CipherSuite- all cryptographic algorithms, key exchange
Compression method

18. Server-Hello message:
After sending client-hello message, client waits for server-hello message which is same as that of client-hello message.
Cipher Suite : parameters include key exchange method
( conventional encryption keys and MAC keys are exchanged)
Key exchange methods:
RSA
Fixed Diffie Hellman
Ephemeral Diffie-hellman
Anonymous Diffie-Hellman

19. PHASE-2 Server authentication and key exchange
Server sends certificate-X.509
Server key exchange message is sent for following:
1. Anonymous Diffie-Hellman( prime number and primitive root and server’s public Diffie-Hellman key)
2. Ephemeral Diffie-Hellman (3 parameters plus signature of those parameters)
3. RSA key exchange- Client cannot simply send secret key encrypted with server’s public key. Server must create RSA public/private key pair and use server-key –exchange message to send the public key

20. Certificate-request message includes certificate type and certificate-authorities.
Certificate types:
1. RSA, signature only
2. DSS, signature only
3. RSA for fixed Diffie-Hellman
4. RSA for Ephemeral diffie-Hellman
5. DSS for fixed Diffie-Hellman
6. DSS for Ephemeral diffie-Hellman
Server sends server-done message (no parameters)

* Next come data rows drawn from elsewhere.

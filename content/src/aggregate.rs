//! Public ("aggregated") view of the landing page.
//!
//! This is what `GET /` serves and what the cache stores: inactive list
//! items removed, the rest sorted by `displayOrder`, plus the running A/B
//! test (without its metrics) when experiments are enabled.

use serde::{Deserialize, Serialize};

use crate::ab_test::{AbTest, Variant};
use crate::model::{Displayable, LandingPageContent};

#[derive(Debug, Clone, PartialEq, Serialize, Deserialize)]
#[serde(rename_all = "camelCase")]
pub struct PublicLandingPage {
    #[serde(flatten)]
    pub page: LandingPageContent,
    #[serde(default, skip_serializing_if = "Option::is_none")]
    pub active_experiment: Option<ActiveExperiment>,
}

#[derive(Debug, Clone, PartialEq, Serialize, Deserialize)]
#[serde(rename_all = "camelCase")]
pub struct ActiveExperiment {
    pub id: String,
    pub name: String,
    pub traffic_split: u8,
    pub variant_a: PublicVariant,
    pub variant_b: PublicVariant,
}

#[derive(Debug, Clone, PartialEq, Serialize, Deserialize)]
pub struct PublicVariant {
    pub name: String,
    pub content: serde_json::Value,
}

impl From<&Variant> for PublicVariant {
    fn from(variant: &Variant) -> Self {
        Self {
            name: variant.name.clone(),
            content: variant.content.clone(),
        }
    }
}

impl From<&AbTest> for ActiveExperiment {
    fn from(test: &AbTest) -> Self {
        Self {
            id: test.id.clone(),
            name: test.name.clone(),
            traffic_split: test.traffic_split,
            variant_a: PublicVariant::from(&test.variant_a),
            variant_b: PublicVariant::from(&test.variant_b),
        }
    }
}

/// Keep active items and stable-sort them by `displayOrder`.
pub fn active_sorted<T: Displayable>(items: Vec<T>) -> Vec<T> {
    let mut items: Vec<T> = items.into_iter().filter(Displayable::is_active).collect();
    items.sort_by_key(Displayable::display_order);
    items
}

/// Build the public view of `doc`.
///
/// `tests` is the full A/B test list; only the test referenced by
/// `experiments.abTesting` is exposed, and only while it is `active`.
pub fn aggregate(mut doc: LandingPageContent, tests: &[AbTest]) -> PublicLandingPage {
    let content = &mut doc.content;
    content.hero_banners = active_sorted(std::mem::take(&mut content.hero_banners));
    content.seasonal_plants = active_sorted(std::mem::take(&mut content.seasonal_plants));
    content.plant_tips = active_sorted(std::mem::take(&mut content.plant_tips));
    content.social_proof.testimonials =
        active_sorted(std::mem::take(&mut content.social_proof.testimonials));

    let active_experiment = doc
        .experiments
        .ab_testing
        .running_test_id()
        .and_then(|id| tests.iter().find(|t| t.id == id))
        .filter(|t| t.is_active())
        .map(ActiveExperiment::from);

    PublicLandingPage {
        page: doc,
        active_experiment,
    }
}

21. PHASE-3- Client authentication and key exchange
If server has requested certificate, client sends certificate . If no suitable certificate available, client sends no-certificate alert.
Client-key-exchange message is sent based on
RSA: client generates 48 byte pre-master secret and encrypts with public key from server certificate.
Ephemeral Diffie-Hellman-client’s public Diffie-Hellman parameters are sent.
Fixed Diffie-Hellman
Client sends Certificate-verify message to provide explicit verification of a client certificate.

22. PHASE-4-FINISH This phase completes setting up of secure connection.
Client sends change-cipher-spec message
Client sends finished message.
Finished message is concatenation of 2 hash values.
MD5(master-secret||pad2||MD5(handshake-message||sender||master-secret||pad1))
SHA(master-secret||pad2||SHA(handshake-message||sender||master-secret||pad1))
Server sends change-cipher-spec message to client.
Server sends finished message to client.